I used to think of myself as a lazy person. This negative self-image started in high school but lasted through to my…
One of the things I’ve been struggling with lately is getting myself to write.
I love writing, but it’s harder than ever to get myself to sit down and actually do it. I’ll open my laptop, open Word, stare at the page for a few minutes and then close it. Or, sometimes, I won’t even get as far as opening my computer in the first place.
Despite that, these past two months I’ve actually been writing more than ever. It’s paradoxically harder for me to do, and yet I’m doing more of it.
How am I doing it? Through sheer force of will. I’m pushing past the depression and lack of motivation, trying to write — again and again — until something finally comes out.
Why try so hard?
Why am I bothering to push myself so much to do something that I don’t feel motivated to do?
Because I truly believe that writing, in the long run, helps me manage my mental health.
It gives me something to focus on instead of getting lost in negative thoughts. It helps keep me distracted for a few hours each day.
On a deeper level, writing helps me to work through the emotions that I’m feeling. Not all of my writing is about mental health, but a lot of it is. And that writing allows me to go from vague, confused ideas, towards a clearer understanding of what’s going through my mind.
Writing isn’t just a way to express myself, it’s also a tool for understanding myself.
Even when I feel like I’m forcing myself to start writing, and even when typing out each sentence feels like pulling teeth, by the time I’m done, I’m feeling a little better.
Writing isn’t a cure.
I’m not expecting writing to cure my depression. It’s helpful, but it isn’t magic.

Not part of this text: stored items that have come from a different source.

impl Chart {
    pub fn new() -> Self {
        Self {
            title: String::new(),
            series: Vec::new(),
            x_axis: Axis::default_x(),
            y_axis: Axis::default_y(),
            theme: Theme::light(),
            fonts: Fonts::default(),
            show_grid: true,
            show_legend: true,
        }
    }

    pub fn add_series(&mut self, series: Series) {
        self.series.push(series);
    }

    /// Fit both axes to the data, then pin any end fixed in `limits`.
    pub fn autoscale_axes(&mut self, limits: &Limits) {
        ViewState::from_chart(self).with_limits(limits).apply_to_chart(self);
    }

    /// Render the chart to a PNG at `output_png_path` using a CPU raster surface.
    pub fn render_to_png(&self, opts: &RenderOptions, output_png_path: impl AsRef<Path>) -> Result<()> {
        self.render_to_file(opts, ImageFormat::Png, output_png_path)
    }

    pub fn render_to_png_bytes(&self, opts: &RenderOptions) -> Result<Vec<u8>> {
        self.render_to_bytes(opts, ImageFormat::Png)
    }

    /// Encode the chart in `format`; the whole image is produced in memory.
    pub fn render_to_bytes(&self, opts: &RenderOptions, format: ImageFormat) -> Result<Vec<u8>> {
        match format {
            ImageFormat::Png | ImageFormat::Jpeg => self.render_raster(opts, format),
            ImageFormat::Svg => self.render_svg(opts),
            ImageFormat::Pdf => self.render_pdf(opts),
        }
    }

    /// Render then write; the file is only created once encoding succeeded.
    pub fn render_to_file(&self, opts: &RenderOptions, format: ImageFormat, path: impl AsRef<Path>) -> Result<()> {
        let path = path.as_ref();
        let bytes = self.render_to_bytes(opts, format)?;
        if let Some(parent) = path.parent().filter(|p| !p.as_os_str().is_empty()) {
            std::fs::create_dir_all(parent).map_err(|e| GrapherError::io(parent, e))?;
        }
        std::fs::write(path, &bytes).map_err(|e| GrapherError::io(path, e))?;
        Ok(())
    }

    /// Render into a tightly packed RGBA8 buffer: `(pixels, width, height, row_stride)`.
    pub fn render_to_rgba8(&self, opts: &RenderOptions) -> Result<(Vec<u8>, u32, u32, usize)> {
        let (w, h) = opts.checked_pixel_size()?;
        let mut surface = skia::surfaces::raster_n32_premul((w, h))
            .ok_or_else(|| GrapherError::render("failed to create raster surface"))?;
        self.paint_scaled(surface.canvas(), opts);

        let info = skia::ImageInfo::new((w, h), skia::ColorType::RGBA8888, skia::AlphaType::Unpremul, None);
        let stride = w as usize * 4;
        let mut pixels = vec![0u8; stride * h as usize];
        if !surface.read_pixels(&info, &mut pixels, stride, (0, 0)) {
            return Err(GrapherError::render("reading back pixels failed"));
        }
        Ok((pixels, w as u32, h as u32, stride))
    }

    fn render_raster(&self, opts: &RenderOptions, format: ImageFormat) -> Result<Vec<u8>> {
        let (w, h) = opts.checked_pixel_size()?;
        let mut surface = skia::surfaces::raster_n32_premul((w, h))
            .ok_or_else(|| GrapherError::render("failed to create raster surface"))?;
        self.paint_scaled(surface.canvas(), opts);

        // Snapshot and encode
        let image = surface.image_snapshot();
        #[allow(deprecated)]
        let data = match format {
            ImageFormat::Jpeg => image.encode_to_data_with_quality(skia::EncodedImageFormat::JPEG, JPEG_QUALITY),
            _ => image.encode_to_data(skia::EncodedImageFormat::PNG),
        }
        .ok_or_else(|| GrapherError::render(format!("encode {format} failed")))?;
        Ok(data.as_bytes().to_vec())
    }

    fn render_svg(&self, opts: &RenderOptions) -> Result<Vec<u8>> {
        let (w, h) = opts.checked_size_pt()?;
        let canvas = skia::svg::Canvas::new(skia::Rect::from_wh(w, h), None);
        self.paint(&canvas, w, h, opts.draw_labels);
        let data = canvas.end();
        Ok(data.as_bytes().to_vec())
    }

    fn render_pdf(&self, opts: &RenderOptions) -> Result<Vec<u8>> {
        let (w, h) = opts.checked_size_pt()?;
        let mut bytes: Vec<u8> = Vec::new();
        {
            let document = skia::pdf::new_document(&mut bytes, None);
            let mut page = document.begin_page((w, h), None);
            self.paint(page.canvas(), w, h, opts.draw_labels);
            page.end_page().close();
        }
        if bytes.is_empty() {
            return Err(GrapherError::render("PDF document is empty"));
        }
        Ok(bytes)
    }

    fn paint_scaled(&self, canvas: &skia::Canvas, opts: &RenderOptions) {
        let (w, h) = opts.size_pt();
        let s = opts.scale();
        canvas.save();
        canvas.scale((s, s));
        self.paint(canvas, w, h, opts.draw_labels);
        canvas.restore();
    }

    /// Draw the whole figure in point space onto `canvas`.
    fn paint(&self, canvas: &skia::Canvas, width: f32, height: f32, draw_labels: bool) {
        let shaper = TextShaper::new();
        let layout = self.layout(&shaper, width, height, draw_labels);
        let frame = Frame { plot: layout.plot, x: &self.x_axis, y: &self.y_axis };

        // Background
        let mut bg = skia::Paint::default();
        bg.set_color(self.theme.background);
        canvas.draw_rect(skia::Rect::from_wh(width, height), &bg);
        bg.set_color(self.theme.plot_background);
        canvas.draw_rect(frame.plot.to_skia(), &bg);

        if self.show_grid {
            draw_grid(canvas, &frame, &layout, &self.theme);
        }

        // Series, clipped to the plot area
        canvas.save();
        canvas.clip_rect(frame.plot.to_skia(), None, Some(true));
        for s in &self.series {
            match s.series_type {
                SeriesType::Line => draw_line_series(canvas, &frame, s),
                SeriesType::Bar => draw_bar_series(canvas, &frame, s),
                SeriesType::Scatter => draw_scatter_series(canvas, &frame, s),
            }
        }
        canvas.restore();

        draw_axes(canvas, &frame, &layout, &self.theme);

        if draw_labels {
            self.draw_text(canvas, &shaper, &frame, &layout);
            if self.show_legend {
                draw_legend(canvas, &shaper, &frame, &self.series, &self.fonts, &self.theme);
            }
        }
    }

    fn layout(&self, shaper: &TextShaper, width: f32, height: f32, draw_labels: bool) -> Layout {
        let tick_size = self.fonts.tick_size();
        let x_target = ((width / 90.0) as usize).clamp(3, 10);
        let y_target = ((height / 60.0) as usize).clamp(3, 10);
        let x_ticks = ticks_for(&self.x_axis, x_target);
        let y_ticks = ticks_for(&self.y_axis, y_target);

        let widest_y_tick = y_ticks
            .iter()
            .map(|(_, label)| {
                if draw_labels {
                    shaper.measure_width(label, tick_size)
                } else {
                    label.chars().count() as f32 * tick_size * 0.6
                }
            })
            .fold(0.0f32, f32::max);

        let title_h = if self.title.is_empty() { 0.0 } else { self.fonts.title_size * 1.8 };
        let x_label_h = if self.x_axis.label.is_empty() { 0.0 } else { self.fonts.label_size * 1.6 };
        let y_label_w = if self.y_axis.label.is_empty() { 0.0 } else { self.fonts.label_size * 1.6 };

        let insets = Insets::new(
            FIGURE_MARGIN + y_label_w + widest_y_tick + TICK_LEN + 4.0,
            FIGURE_MARGIN + tick_size,
            FIGURE_MARGIN + title_h.max(tick_size * 0.5),
            FIGURE_MARGIN + TICK_LEN + tick_size * 1.6 + x_label_h,
        );
        Layout {
            plot: RectF::from_size_inset(width, height, &insets),
            x_ticks,
            y_ticks,
            tick_size,
        }
    }

    fn draw_text(&self, canvas: &skia::Canvas, shaper: &TextShaper, frame: &Frame, layout: &Layout) {
        let plot = frame.plot;
        let tick = self.theme.tick;

        for (v, label) in &layout.x_ticks {
            let x = frame.sx(*v);
            shaper.draw_centered(canvas, label, x, plot.bottom + TICK_LEN + 2.0, layout.tick_size, tick, false);
        }
        for (v, label) in &layout.y_ticks {
            let y = frame.sy(*v);
            shaper.draw_right(canvas, label, plot.left - TICK_LEN - 3.0, y, layout.tick_size, tick);
        }

        if !self.x_axis.label.is_empty() {
            let y = plot.bottom + TICK_LEN + layout.tick_size * 1.6;
            let cx = (plot.left + plot.right) * 0.5;
            shaper.draw_centered(canvas, &self.x_axis.label, cx, y, self.fonts.label_size, self.theme.axis_label, false);
        }
        if !self.y_axis.label.is_empty() {
            let cx = FIGURE_MARGIN + self.fonts.label_size * 0.6;
            let cy = (plot.top + plot.bottom) * 0.5;
            shaper.draw_vertical(canvas, &self.y_axis.label, cx, cy, self.fonts.label_size, self.theme.axis_label);
        }
        if !self.title.is_empty() {
            let cx = (plot.left + plot.right) * 0.5;
            let y = FIGURE_MARGIN + self.fonts.title_size * 0.2;
            shaper.draw_centered(canvas, &self.title, cx, y, self.fonts.title_size, self.theme.title, true);
        }
    }
}
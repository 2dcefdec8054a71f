// File: crates/grapher-cli/src/main.rs
// Summary: `simple-grapher` entry point; YAML config + CSV data in, one image file out.

mod logger;

use std::path::PathBuf;
use std::process::ExitCode;

use anyhow::{Context, Result};
use clap::Parser;
use grapher_core::{Config, DataProcessor, GraphBuilder};

/// A simple command line tool for creating graphs and visualizations.
#[derive(Parser, Debug)]
#[command(name = "simple-grapher", version, about)]
struct Cli {
    /// YAML configuration file
    #[arg(value_name = "CONFIG", required_unless_present = "input", conflicts_with = "input")]
    config: Option<PathBuf>,

    /// YAML configuration file (alternative to the positional argument)
    #[arg(short, long, value_name = "FILE")]
    input: Option<PathBuf>,

    /// Write the graph here instead of output.save_path
    #[arg(short, long, value_name = "FILE")]
    output: Option<PathBuf>,

    /// Validate the configuration and data without writing anything
    #[arg(long)]
    check: bool,

    /// Enable debug logging
    #[arg(short, long)]
    verbose: bool,
}

fn main() -> ExitCode {
    let cli = Cli::parse();
    logger::init_cli_logger(cli.verbose);

    match run(cli) {
        Ok(()) => ExitCode::SUCCESS,
        Err(err) => {
            eprintln!("error: {err:#}");
            ExitCode::FAILURE
        }
    }
}

fn run(cli: Cli) -> Result<()> {
    let config_path = cli
        .config
        .or(cli.input)
        .context("a configuration file is required")?;
    tracing::debug!(path = %config_path.display(), "loading configuration");

    let mut config = Config::from_yaml_file(&config_path)
        .with_context(|| format!("failed to load configuration '{}'", config_path.display()))?;
    if let Some(output) = cli.output {
        config.output.save_path = output.to_string_lossy().into_owned();
    }
    config.ensure_valid().context("configuration is invalid")?;

    let datasets = DataProcessor::new()
        .load_sources(&config.data.sources)
        .context("failed to load data")?;
    let builder = GraphBuilder::new();
    let chart = builder.build(&config, &datasets).context("failed to build graph")?;

    if cli.check {
        println!(
            "Configuration OK: {} data source(s), {} graph",
            datasets.len(),
            config.graph.chart_type
        );
        return Ok(());
    }

    let path = builder
        .save(&chart, &config)
        .with_context(|| format!("failed to save graph to '{}'", config.output.save_path))?;
    println!("Graph saved to: {}", path.display());
    Ok(())
}
// File: crates/grapher-core/src/view.rs
// Visible ranges: autoscale over the chart's series, with optional fixed limits.

use crate::series::SeriesType;
use crate::Chart;

/// Fraction of the data span added on each side when autoscaling.
pub const MARGIN: f64 = 0.05;

#[derive(Clone, Copy, Debug, PartialEq)]
pub struct ViewState {
    pub x_min: f64,
    pub x_max: f64,
    pub y_min: f64,
    pub y_max: f64,
}

/// Fixed axis limits; `None` means autoscale that end.
#[derive(Clone, Copy, Debug, Default, PartialEq)]
pub struct Limits {
    pub x_min: Option<f64>,
    pub x_max: Option<f64>,
    pub y_min: Option<f64>,
    pub y_max: Option<f64>,
}

impl ViewState {
    pub fn from_chart(chart: &Chart) -> Self {
        let mut x_min = f64::INFINITY;
        let mut x_max = f64::NEG_INFINITY;
        let mut y_min = f64::INFINITY;
        let mut y_max = f64::NEG_INFINITY;
        let mut has_bars = false;
        for s in &chart.series {
            let Some((xl, xh, yl, yh)) = s.extents() else { continue };
            let pad = if s.series_type == SeriesType::Bar {
                has_bars = true;
                s.bar_width * 0.5
            } else {
                0.0
            };
            x_min = x_min.min(xl - pad);
            x_max = x_max.max(xh + pad);
            y_min = y_min.min(yl);
            y_max = y_max.max(yh);
        }
        if !x_min.is_finite() || !x_max.is_finite() || !y_min.is_finite() || !y_max.is_finite() {
            return Self { x_min: 0.0, x_max: 1.0, y_min: 0.0, y_max: 1.0 };
        }
        if has_bars {
            y_min = y_min.min(0.0);
            y_max = y_max.max(0.0);
        }
        let (x_min, x_max) = widen(x_min, x_max);
        let (y_min, y_max) = widen(y_min, y_max);
        let xm = (x_max - x_min) * MARGIN;
        let ym = (y_max - y_min) * MARGIN;
        // bars sit on the zero line, so no margin below/above it
        let y_lo = if has_bars && y_min == 0.0 { 0.0 } else { y_min - ym };
        let y_hi = if has_bars && y_max == 0.0 { 0.0 } else { y_max + ym };
        Self { x_min: x_min - xm, x_max: x_max + xm, y_min: y_lo, y_max: y_hi }
    }

    /// Replace autoscaled ends with fixed limits; non-finite limits are ignored and a resulting empty range widens.
    pub fn with_limits(mut self, limits: &Limits) -> Self {
        let finite = |v: Option<f64>| v.filter(|v| v.is_finite());
        if let Some(v) = finite(limits.x_min) { self.x_min = v; }
        if let Some(v) = finite(limits.x_max) { self.x_max = v; }
        if let Some(v) = finite(limits.y_min) { self.y_min = v; }
        if let Some(v) = finite(limits.y_max) { self.y_max = v; }
        if self.x_max <= self.x_min {
            (self.x_min, self.x_max) = widen(self.x_min, self.x_min);
        }
        if self.y_max <= self.y_min {
            (self.y_min, self.y_max) = widen(self.y_min, self.y_min);
        }
        self
    }

    pub fn apply_to_chart(&self, chart: &mut Chart) {
        chart.x_axis.min = self.x_min;
        chart.x_axis.max = self.x_max;
        chart.y_axis.min = self.y_min;
        chart.y_axis.max = self.y_max;
    }
}

fn widen(lo: f64, hi: f64) -> (f64, f64) {
    if (hi - lo).abs() < 1e-9 { (lo - 0.5, hi + 0.5) } else { (lo, hi) }
}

Getting through depression, as I’ve learned from past experience, never comes down to a single, easy solution.
Instead, for me, it’s about making an entire series of lifestyle changes. So, although writing won’t cure my depression, it is an important part of those changes.
I consider writing a tool to manage depression, but just one of many in my toolbox. Despite that, it’s still a very important tool.
For anyone else going through something similar, I recommend at least giving writing a try. It might not help everyone, but for those it does, it can be an invaluable aid.